Molecular atlas can help predict organ transplant success


Thursday, 27 June, 2024

Molecular atlas can help predict organ transplant success

Researchers from The Westmead Institute for Medical Research (WIMR) and the Sydney Precision Data Science Centre at The University of Sydney have identified molecular biomarkers for transplant rejection that are common to all the major transplanted organs: hearts, lungs, livers and kidneys.

This significant advancement, led by PhD student and aspiring bioinformatician Harry Robertson, uses machine learning to predict transplant outcomes with impressive accuracy. It has been described in the journal Nature Medicine.

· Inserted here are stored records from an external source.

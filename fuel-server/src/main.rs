use std::path::PathBuf;
use std::process::ExitCode;

use clap::{Parser, Subcommand};
use tracing::{error, info, warn};
use tracing_subscriber::EnvFilter;

use fuel_server::cache::CachedRouteProvider;
use fuel_server::catalog::{CatalogError, CatalogFile, StationCatalog};
use fuel_server::config::{AppConfig, ConfigError};
use fuel_server::enrich::{EnrichError, EnrichmentPipeline, StopSignal, read_csv};
use fuel_server::geocode::{GeocodeError, GeocoderBackend, NominatimClient, ScriptedGeocoder};
use fuel_server::planner::TripPlanner;
use fuel_server::routing::{OrsClient, RoutingError};
use fuel_server::web::{AppState, create_router};

/// Log filter used when `RUST_LOG` is unset.
const DEFAULT_LOG_FILTER: &str = "fuel_server=info,tower_http=info";

#[derive(Parser)]
#[command(author, version, about = "Plans fuel stops along driving routes")]
struct Cli {
    #[command(subcommand)]
    command: Option<Command>,
}

#[derive(Subcommand)]
enum Command {
    /// Run the HTTP server (default)
    Serve,
    /// Load a price feed CSV into the catalog, geocoding new addresses
    Import {
        /// Path to the CSV file
        csv: PathBuf,
    },
}

#[derive(Debug, thiserror::Error)]
enum StartupError {
    #[error(transparent)]
    Config(#[from] ConfigError),
    #[error(transparent)]
    Catalog(#[from] CatalogError),
    #[error(transparent)]
    Geocode(#[from] GeocodeError),
    #[error(transparent)]
    Routing(#[from] RoutingError),
    #[error(transparent)]
    Enrich(#[from] EnrichError),
    #[error("server error: {0}")]
    Io(#[from] std::io::Error),
}

#[tokio::main]
async fn main() -> ExitCode {
    let cli = Cli::parse();

    // Loads .env before the log filter is read
    let config = AppConfig::from_env();

    let filter =
        EnvFilter::try_from_default_env().unwrap_or_else(|_| EnvFilter::new(DEFAULT_LOG_FILTER));
    tracing_subscriber::fmt().with_env_filter(filter).init();

    let result = match config {
        Ok(config) => match cli.command.unwrap_or(Command::Serve) {
            Command::Serve => serve(config).await,
            Command::Import { csv } => import(config, csv).await,
        },
        Err(e) => Err(e.into()),
    };

    match result {
        Ok(()) => ExitCode::SUCCESS,
        Err(e) => {
            error!(error = %e, "fatal");
            ExitCode::FAILURE
        }
    }
}

async fn serve(config: AppConfig) -> Result<(), StartupError> {
    if config.ors.api_key.is_empty() {
        warn!("ORS_API_KEY not set, routing requests will fail");
    }

    let catalog = open_catalog(&config).await?;
    let routes = CachedRouteProvider::new(OrsClient::new(config.ors.clone())?, &config.cache);
    let planner = TripPlanner::new(routes, catalog.clone(), config.planner.clone());
    let enrichment = EnrichmentPipeline::new(catalog, geocoder(&config)?, config.enrich.clone());

    let shutdown = StopSignal::new();
    let state = AppState::new(planner, enrichment).with_shutdown(shutdown.clone());
    let app = create_router(state);

    let listener = tokio::net::TcpListener::bind(config.bind_addr).await?;
    info!(addr = %config.bind_addr, strategy = %config.planner.strategy(), "fuel planner listening");
    info!("GET  /api/route?start=lon,lat&end=lon,lat");
    info!("GET  /api/stations/:id");
    info!("GET  /api/stations/near?point=lon,lat&radius_miles=r");
    info!("POST /api/stations/import");

    axum::serve(listener, app)
        .with_graceful_shutdown(ctrl_c(shutdown))
        .await?;
    info!("server stopped");
    Ok(())
}

async fn import(config: AppConfig, csv: PathBuf) -> Result<(), StartupError> {
    let catalog = open_catalog(&config).await?;
    let records = read_csv(&csv)?;
    info!(records = records.len(), path = %csv.display(), "read price feed");

    let pipeline = EnrichmentPipeline::new(catalog, geocoder(&config)?, config.enrich.clone());
    let stop = StopSignal::new();
    let watcher = tokio::spawn(ctrl_c(stop.clone()));

    let report = pipeline.run(records, &stop).await;
    watcher.abort();
    report?;
    Ok(())
}

async fn open_catalog(config: &AppConfig) -> Result<StationCatalog, CatalogError> {
    let catalog = StationCatalog::open(CatalogFile::new(&config.catalog_path))?;
    info!(
        stations = catalog.len().await,
        path = %config.catalog_path.display(),
        "loaded station catalog"
    );
    Ok(catalog)
}

fn geocoder(config: &AppConfig) -> Result<GeocoderBackend, GeocodeError> {
    match &config.geocoder_fixture {
        Some(path) => {
            info!(path = %path.display(), "using geocoder fixture instead of Nominatim");
            Ok(GeocoderBackend::Scripted(ScriptedGeocoder::from_file(path)?))
        }
        None => Ok(GeocoderBackend::Nominatim(NominatimClient::new(
            config.nominatim.clone(),
        )?)),
    }
}

/// Wait for Ctrl-C, then raise `stop`.
async fn ctrl_c(stop: StopSignal) {
    if let Err(e) = tokio::signal::ctrl_c().await {
        warn!(error = %e, "cannot listen for Ctrl-C");
        std::future::pending::<()>().await;
    }
    info!("shutdown requested, finishing in-flight work");
    stop.stop();
}
//! Nominatim geocoding HTTP client.
//!
//! Nominatim's usage policy requires an identifying `User-Agent` and at most
//! one request per second. This client only issues single requests; pacing
//! and retries belong to the enrichment pipeline.

use reqwest::header::{HeaderMap, HeaderValue, USER_AGENT};
use serde::Deserialize;

use crate::domain::Coordinate;

use super::error::GeocodeError;
use super::{GeocodeAttempt, Geocoder};

/// Default base URL for the public Nominatim instance.
const DEFAULT_BASE_URL: &str = "https://nominatim.openstreetmap.org";

/// Default request timeout in seconds.
const DEFAULT_TIMEOUT_SECS: u64 = 10;

/// One entry of a Nominatim search response. Coordinates arrive as strings.
#[derive(Debug, Deserialize)]
struct SearchHit {
    lat: String,
    lon: String,
}

/// Configuration for the Nominatim client.
#[derive(Debug, Clone)]
pub struct NominatimConfig {
    /// Identifying User-Agent, required by the usage policy
    pub user_agent: String,
    /// Base URL for the API
    pub base_url: String,
    /// Request timeout in seconds
    pub timeout_secs: u64,
}

impl NominatimConfig {
    /// Create a new config with the given User-Agent.
    pub fn new(user_agent: impl Into<String>) -> Self {
        Self {
            user_agent: user_agent.into(),
            base_url: DEFAULT_BASE_URL.to_string(),
            timeout_secs: DEFAULT_TIMEOUT_SECS,
        }
    }

    /// Set a custom base URL (self-hosted instance or testing).
    pub fn with_base_url(mut self, url: impl Into<String>) -> Self {
        self.base_url = url.into();
        self
    }

    /// Set request timeout.
    pub fn with_timeout(mut self, secs: u64) -> Self {
        self.timeout_secs = secs;
        self
    }
}

/// Nominatim search API client.
#[derive(Debug, Clone)]
pub struct NominatimClient {
    http: reqwest::Client,
    base_url: String,
}

impl NominatimClient {
    /// Create a new Nominatim client with the given configuration.
    pub fn new(config: NominatimConfig) -> Result<Self, GeocodeError> {
        let mut headers = HeaderMap::new();

        let user_agent =
            HeaderValue::from_str(&config.user_agent).map_err(|_| GeocodeError::Api {
                status: 0,
                message: "Invalid User-Agent format".to_string(),
            })?;
        headers.insert(USER_AGENT, user_agent);

        let http = reqwest::Client::builder()
            .default_headers(headers)
            .timeout(std::time::Duration::from_secs(config.timeout_secs))
            .build()?;

        Ok(Self {
            http,
            base_url: config.base_url.trim_end_matches('/').to_string(),
        })
    }

    /// Resolve an address to the coordinates of the best match.
    pub async fn lookup(&self, address: &str) -> Result<Coordinate, GeocodeError> {
        let url = format!("{}/search", self.base_url);

        let response = self
            .http
            .get(&url)
            .query(&[("q", address), ("format", "json"), ("limit", "1")])
            .send()
            .await?;

        let status = response.status();

        if status == reqwest::StatusCode::TOO_MANY_REQUESTS {
            return Err(GeocodeError::RateLimited);
        }

        if !status.is_success() {
            let body = response.text().await.unwrap_or_default();
            return Err(GeocodeError::Api {
                status: status.as_u16(),
                message: body,
            });
        }

        let body = response.text().await?;
        parse_search_response(&body)
    }
}

impl Geocoder for NominatimClient {
    async fn geocode(&self, address: &str) -> GeocodeAttempt {
        match self.lookup(address).await {
            Ok(coordinate) => GeocodeAttempt::Success(coordinate),
            Err(e) if e.is_transient() => GeocodeAttempt::TransientFailure(e.to_string()),
            Err(e) => GeocodeAttempt::PermanentFailure(e.to_string()),
        }
    }
}

/// Parse a Nominatim `format=json` search body into the first hit's
/// coordinates.
fn parse_search_response(body: &str) -> Result<Coordinate, GeocodeError> {
    let hits: Vec<SearchHit> = serde_json::from_str(body).map_err(|e| GeocodeError::Json {
        message: e.to_string(),
    })?;

    let hit = hits.first().ok_or(GeocodeError::NotFound)?;

    let lat: f64 = hit.lat.parse().map_err(|_| GeocodeError::InvalidResult {
        message: format!("latitude {:?} is not a number", hit.lat),
    })?;
    let lon: f64 = hit.lon.parse().map_err(|_| GeocodeError::InvalidResult {
        message: format!("longitude {:?} is not a number", hit.lon),
    })?;

    Coordinate::new(lat, lon).map_err(|e| GeocodeError::InvalidResult {
        message: e.to_string(),
    })
}

#[cfg(test)]
mod tests {
    use super::*;

    #[test]
    fn config_builder() {
        let config = NominatimConfig::new("fuel-planner/0.1 (ops@example.com)")
            .with_base_url("http://localhost:8080")
            .with_timeout(3);

        assert_eq!(config.user_agent, "fuel-planner/0.1 (ops@example.com)");
        assert_eq!(config.base_url, "http://localhost:8080");
        assert_eq!(config.timeout_secs, 3);
    }

    #[test]
    fn config_defaults() {
        let config = NominatimConfig::new("ua");
        assert_eq!(config.base_url, DEFAULT_BASE_URL);
        assert_eq!(config.timeout_secs, DEFAULT_TIMEOUT_SECS);
    }

    #[test]
    fn client_creation() {
        let client = NominatimClient::new(NominatimConfig::new("ua").with_base_url("http://x/"));
        assert_eq!(client.unwrap().base_url, "http://x");
    }

    #[test]
    fn invalid_user_agent_rejected() {
        assert!(NominatimClient::new(NominatimConfig::new("bad\nagent")).is_err());
    }

    #[test]
    fn parse_first_hit() {
        let body = r#"[
            {"place_id": 1, "lat": "36.5623", "lon": "-95.1560", "display_name": "Big Cabin"},
            {"place_id": 2, "lat": "0", "lon": "0"}
        ]"#;
        let c = parse_search_response(body).unwrap();
        assert_eq!(c.lat(), 36.5623);
        assert_eq!(c.lon(), -95.1560);
    }

    #[test]
    fn parse_empty_is_not_found() {
        assert!(matches!(
            parse_search_response("[]"),
            Err(GeocodeError::NotFound)
        ));
    }

    #[test]
    fn parse_bad_coordinates() {
        let body = r#"[{"lat": "north", "lon": "-95.1"}]"#;
        assert!(matches!(
            parse_search_response(body),
            Err(GeocodeError::InvalidResult { .. })
        ));

        let body = r#"[{"lat": "95.0", "lon": "-95.1"}]"#;
        assert!(matches!(
            parse_search_response(body),
            Err(GeocodeError::InvalidResult { .. })
        ));
    }

    #[test]
    fn parse_malformed_json() {
        let err = parse_search_response("<html>").unwrap_err();
        assert!(matches!(err, GeocodeError::Json { .. }));
        assert!(!err.is_transient());
    }
}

“Our research indicates that there are underlying molecular pathways involved in organ rejection that are consistent across different solid organs,” Robertson said. “This discovery is pivotal as it allows us to develop strategies to enhance the success rates of all transplants.”

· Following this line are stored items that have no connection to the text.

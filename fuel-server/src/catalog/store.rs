//! Shared, thread-safe station catalog.

use std::collections::HashMap;
use std::collections::hash_map::Entry;
use std::sync::Arc;

use chrono::Utc;
use tokio::sync::RwLock;
use tracing::debug;

use crate::domain::{Coordinate, GasStation, GeocodeState, StationId};

use super::error::CatalogError;
use super::file::CatalogFile;
use super::snapshot::CatalogSnapshot;

/// Mutable station fields supplied by an ingestion run.
#[derive(Debug, Clone, PartialEq)]
pub struct StationUpdate {
    pub id: StationId,
    pub name: String,
    pub address: String,
    pub city: String,
    pub state: String,
    pub rack_id: Option<String>,
    pub price: Option<f64>,
}

/// What an upsert did to the stored record.
#[derive(Debug, Clone, Copy, PartialEq, Eq)]
pub enum UpsertChange {
    /// A new station was inserted.
    Created,
    /// At least one field of an existing station changed.
    Updated,
    /// The update matched the stored record exactly.
    Unchanged,
}

/// Result of an upsert: the stored record after the write.
#[derive(Debug, Clone, PartialEq)]
pub struct UpsertOutcome {
    pub station: GasStation,
    pub change: UpsertChange,
}

/// Thread-safe station catalog keyed by station identifier.
///
/// Cloning the catalog yields another handle to the same stations. Every
/// write happens under a single lock acquisition, so readers never observe
/// a partially updated station.
#[derive(Clone, Default)]
pub struct StationCatalog {
    inner: Arc<RwLock<HashMap<StationId, GasStation>>>,
    file: Option<CatalogFile>,
}

impl StationCatalog {
    /// Create an empty, memory-only catalog.
    pub fn new() -> Self {
        Self::default()
    }

    /// Open a catalog backed by a JSON file, loading any existing stations.
    pub fn open(file: CatalogFile) -> Result<Self, CatalogError> {
        let stations = file.load()?;
        let map = stations.into_iter().map(|s| (s.id.clone(), s)).collect();

        Ok(Self {
            inner: Arc::new(RwLock::new(map)),
            file: Some(file),
        })
    }

    /// Insert a station, or overwrite the mutable fields of an existing one.
    ///
    /// Changing the address clears the stored location and returns the
    /// station to `GeocodeState::Pending`. The timestamp only moves when a
    /// field actually changes.
    pub async fn upsert(&self, update: StationUpdate) -> UpsertOutcome {
        let mut guard = self.inner.write().await;
        let now = Utc::now();

        let existing = match guard.entry(update.id.clone()) {
            Entry::Vacant(slot) => {
                let station = GasStation {
                    id: update.id,
                    name: update.name,
                    address: update.address,
                    city: update.city,
                    state: update.state,
                    rack_id: update.rack_id,
                    price: update.price,
                    location: None,
                    geocode: GeocodeState::Pending,
                    last_updated: now,
                };
                slot.insert(station.clone());
                return UpsertOutcome {
                    station,
                    change: UpsertChange::Created,
                };
            }
            Entry::Occupied(slot) => slot.into_mut(),
        };

        let address_changed = existing.address != update.address
            || existing.city != update.city
            || existing.state != update.state;
        let changed = address_changed
            || existing.name != update.name
            || existing.rack_id != update.rack_id
            || existing.price != update.price;

        if !changed {
            return UpsertOutcome {
                station: existing.clone(),
                change: UpsertChange::Unchanged,
            };
        }

        if address_changed {
            debug!(station = %existing.id, "address changed, clearing location");
            existing.location = None;
            existing.geocode = GeocodeState::Pending;
        }
        existing.name = update.name;
        existing.address = update.address;
        existing.city = update.city;
        existing.state = update.state;
        existing.rack_id = update.rack_id;
        existing.price = update.price;
        existing.last_updated = now;

        UpsertOutcome {
            station: existing.clone(),
            change: UpsertChange::Updated,
        }
    }

    /// Store the geocoded location for a station.
    ///
    /// `for_address` is the full address that was geocoded. If the stored
    /// address has changed since, the location is discarded and `Ok(false)`
    /// is returned.
    pub async fn set_location(
        &self,
        id: &StationId,
        for_address: &str,
        location: Coordinate,
    ) -> Result<bool, CatalogError> {
        let mut guard = self.inner.write().await;
        let station = guard
            .get_mut(id)
            .ok_or_else(|| CatalogError::NotFound(id.clone()))?;

        if station.full_address() != for_address {
            return Ok(false);
        }

        station.location = Some(location);
        station.geocode = GeocodeState::Resolved;
        station.last_updated = Utc::now();
        Ok(true)
    }

    /// Record that the station's current address cannot be geocoded.
    ///
    /// Guarded by `for_address` in the same way as [`Self::set_location`].
    pub async fn mark_unresolvable(
        &self,
        id: &StationId,
        for_address: &str,
    ) -> Result<bool, CatalogError> {
        let mut guard = self.inner.write().await;
        let station = guard
            .get_mut(id)
            .ok_or_else(|| CatalogError::NotFound(id.clone()))?;

        if station.full_address() != for_address {
            return Ok(false);
        }

        station.location = None;
        station.geocode = GeocodeState::Unresolvable;
        station.last_updated = Utc::now();
        Ok(true)
    }

    /// Look up a station by identifier.
    pub async fn get_by_id(&self, id: &StationId) -> Option<GasStation> {
        let guard = self.inner.read().await;
        guard.get(id).cloned()
    }

    /// Get the number of stations in the catalog.
    pub async fn len(&self) -> usize {
        let guard = self.inner.read().await;
        guard.len()
    }

    /// Check if the catalog is empty.
    pub async fn is_empty(&self) -> bool {
        let guard = self.inner.read().await;
        guard.is_empty()
    }

    /// Take an immutable, spatially indexed copy of the catalog.
    pub async fn snapshot(&self) -> CatalogSnapshot {
        let stations: Vec<GasStation> = {
            let guard = self.inner.read().await;
            guard.values().cloned().collect()
        };
        CatalogSnapshot::new(stations)
    }

    /// Located stations within `radius_miles` of `point`, nearest first.
    pub async fn query_near(&self, point: &Coordinate, radius_miles: f64) -> Vec<(GasStation, f64)> {
        let snapshot = self.snapshot().await;
        snapshot
            .query_near(point, radius_miles)
            .into_iter()
            .map(|(station, distance)| (station.clone(), distance))
            .collect()
    }

    /// Write the catalog to its backing file, if it has one.
    ///
    /// Returns the number of stations written.
    pub async fn flush(&self) -> Result<usize, CatalogError> {
        let Some(file) = self.file.clone() else {
            return Ok(0);
        };

        let mut stations: Vec<GasStation> = {
            let guard = self.inner.read().await;
            guard.values().cloned().collect()
        };
        stations.sort_by(|a, b| a.id.cmp(&b.id));
        let count = stations.len();

        tokio::task::spawn_blocking(move || file.save(&stations))
            .await
            .map_err(|e| CatalogError::File {
                message: format!("catalog writer task failed: {}", e),
            })??;

        Ok(count)
    }
}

The research team created the Pan-organ ResOurce for Molecular Allograft Dysfunction (PROMAD), a molecular atlas consisting of more than 12,000 patient samples from around the globe. This atlas will enable researchers to interact with data on transplants that was previously inaccessible to many researchers, and encourage global collaboration.

“This atlas has led to the development of a proof of principle for a universal blood test that can predict the likelihood of transplant rejection before it occurs, potentially setting a new standard in precision medicine and improving outcomes for transplant recipients worldwide,” Robertson said.

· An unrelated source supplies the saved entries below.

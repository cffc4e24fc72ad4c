//! Fuel stop selection.
//!
//! The vehicle leaves with a full tank and may drive at most `range` miles
//! between fills. Fuel bought at a stop is charged at that stop's price for
//! the distance to the next fill (or the destination), so the cost of a
//! sequence of stops `s1 < s2 < ... < sk` is
//!
//! ```text
//! sum(price(si) * (d(s(i+1)) - d(si))) / mpg,   with d(s(k+1)) = total
//! ```
//!
//! Both strategies take candidates ordered by distance from start, then
//! price, then identifier, and return indices into that slice.

use std::cmp::Ordering;

use crate::domain::CandidateStop;

use super::config::OptimizerStrategy;
use super::index::window;

/// Relative tolerance when comparing plan costs.
const COST_EPSILON: f64 = 1e-9;

#[derive(Debug, Clone, PartialEq, thiserror::Error)]
pub enum OptimizeError {
    /// No stop or destination is reachable from the last possible fill.
    #[error(
        "route is not drivable: from mile {position:.1} nothing is reachable before mile {reach:.1}"
    )]
    FeasibilityUnreachable { position: f64, reach: f64 },
}

/// Choose fuel stops for a route of `total_distance` miles.
pub fn select_stops(
    candidates: &[CandidateStop],
    total_distance: f64,
    range_miles: f64,
    strategy: OptimizerStrategy,
) -> Result<Vec<usize>, OptimizeError> {
    match strategy {
        OptimizerStrategy::Greedy => greedy(candidates, total_distance, range_miles),
        OptimizerStrategy::MinCost => min_cost(candidates, total_distance, range_miles),
    }
}

/// Cheapest reachable stop with one-step lookahead.
///
/// From the current fill, consider every candidate in
/// `(position, position + range]` that can itself reach another candidate or
/// the destination. Take the cheapest, preferring the farthest on a price
/// tie, and repeat until the destination is within range.
pub fn greedy(
    candidates: &[CandidateStop],
    total_distance: f64,
    range_miles: f64,
) -> Result<Vec<usize>, OptimizeError> {
    let mut stops = Vec::new();
    let mut position = 0.0;

    while position + range_miles < total_distance {
        let reach = position + range_miles;

        let reachable = window(candidates, position, reach);
        if reachable.is_empty() {
            return Err(OptimizeError::FeasibilityUnreachable { position, reach });
        }

        let mut chosen: Option<usize> = None;
        for i in reachable.clone() {
            let c = &candidates[i];
            if !can_continue(candidates, i, total_distance, range_miles) {
                continue;
            }
            let better = match chosen {
                None => true,
                Some(j) => {
                    let best = &candidates[j];
                    c.price < best.price
                        || (c.price == best.price
                            && c.distance_from_start > best.distance_from_start)
                }
            };
            if better {
                chosen = Some(i);
            }
        }

        let Some(chosen) = chosen else {
            // Every reachable stop is a dead end.
            let last = &candidates[reachable.end - 1];
            return Err(OptimizeError::FeasibilityUnreachable {
                position: last.distance_from_start,
                reach: last.distance_from_start + range_miles,
            });
        };

        stops.push(chosen);
        position = candidates[chosen].distance_from_start;
    }

    Ok(stops)
}

/// Whether a fill at candidate `i` can reach the destination or another
/// candidate farther along.
fn can_continue(
    candidates: &[CandidateStop],
    i: usize,
    total_distance: f64,
    range_miles: f64,
) -> bool {
    let here = candidates[i].distance_from_start;
    let reach = here + range_miles;
    reach >= total_distance || !window(candidates, here, reach).is_empty()
}

/// Best known way to finish the trip after filling at a node.
#[derive(Debug, Clone, Copy)]
struct Tail {
    /// Sum of price times miles until the destination.
    cost: f64,
    stops: usize,
    /// Next node on the path; `None` means drive straight to the destination.
    next: Option<usize>,
}

fn cost_cmp(a: f64, b: f64) -> Ordering {
    let tolerance = COST_EPSILON * a.abs().max(b.abs()).max(1.0);
    if (a - b).abs() <= tolerance {
        Ordering::Equal
    } else {
        a.total_cmp(&b)
    }
}

/// Exact minimum-cost stop sequence.
///
/// Dynamic programming over candidates from the destination backwards:
/// `tail[i]` is the cheapest way to finish after filling at candidate `i`.
/// Equal costs prefer fewer stops, then the farther next stop.
pub fn min_cost(
    candidates: &[CandidateStop],
    total_distance: f64,
    range_miles: f64,
) -> Result<Vec<usize>, OptimizeError> {
    let n = candidates.len();
    let mut tails: Vec<Option<Tail>> = vec![None; n];

    for i in (0..n).rev() {
        let here = candidates[i].distance_from_start;
        let price = candidates[i].price;
        tails[i] = best_tail(candidates, &tails, i + 1, here, total_distance, range_miles, price);
    }

    // The starting tank is already paid for.
    let start = best_tail(candidates, &tails, 0, 0.0, total_distance, range_miles, 0.0);

    let Some(start) = start else {
        let position = farthest_reachable(candidates, range_miles);
        return Err(OptimizeError::FeasibilityUnreachable {
            position,
            reach: position + range_miles,
        });
    };

    let mut stops = Vec::with_capacity(start.stops);
    let mut cursor = start.next;
    while let Some(i) = cursor {
        stops.push(i);
        cursor = tails[i].and_then(|t| t.next);
    }
    Ok(stops)
}

/// Cheapest way to finish from a fill at `here` bought at `price`, choosing
/// among candidates from index `from` onwards and the destination itself.
fn best_tail(
    candidates: &[CandidateStop],
    tails: &[Option<Tail>],
    from: usize,
    here: f64,
    total_distance: f64,
    range_miles: f64,
    price: f64,
) -> Option<Tail> {
    let reach = here + range_miles;
    let mut best: Option<Tail> = None;

    if total_distance <= reach {
        best = Some(Tail {
            cost: price * (total_distance - here),
            stops: 0,
            next: None,
        });
    }

    // Later indices are never nearer, so replacing on a full tie keeps the
    // farther next stop.
    for j in from..candidates.len() {
        let there = candidates[j].distance_from_start;
        if there > reach {
            break;
        }
        let Some(tail) = tails[j] else {
            continue;
        };
        let option = Tail {
            cost: price * (there - here) + tail.cost,
            stops: tail.stops + 1,
            next: Some(j),
        };
        if best.is_none_or(|current| replaces(&option, &current)) {
            best = Some(option);
        }
    }

    best
}

/// Cheaper wins; equal costs prefer fewer stops, and a full tie goes to
/// the option considered later.
fn replaces(option: &Tail, current: &Tail) -> bool {
    match cost_cmp(option.cost, current.cost) {
        Ordering::Less => true,
        Ordering::Greater => false,
        Ordering::Equal => option.stops <= current.stops,
    }
}

/// Farthest fill position reachable from the start by any chain of stops.
fn farthest_reachable(candidates: &[CandidateStop], range_miles: f64) -> f64 {
    let mut frontier = 0.0_f64;
    for c in candidates {
        if c.distance_from_start > frontier + range_miles {
            break;
        }
        frontier = frontier.max(c.distance_from_start);
    }
    frontier
}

Professor Natasha Rogers, Deputy Director of WIMR’s Centre for Transplant and Renal Research and a senior author on the study, highlighted the practical applications of the findings. “We are now testing a blood test in the lab that could soon allow doctors to predict and prevent organ rejection,” she said. “More than that, our findings lay the groundwork for applying these strategies to other forms of transplantation and even other diseases.”

Associate Professor Ellis Patrick, a senior author and bioinformatician at both WIMR and the Sydney Precision Data Science Centre, emphasised the future potential of this research. “I have seen early-career researchers becoming increasingly confident in analysing big datasets,” he said. “By helping these researchers get access to data, I am confident that we’ll be seeing a wave of new research that will enrich our understanding of organ transplantation.”

The promising results from this study offer a beacon of hope for millions of people waiting for life-saving transplants, with Rogers noting, “This study is a perfect example of how precision medicine can significantly impact clinical practices by integrating global data to benefit individual patients.”

The next phase of the research will focus on extending the findings to other types of transplants and continuing to refine the predictive models used in the study.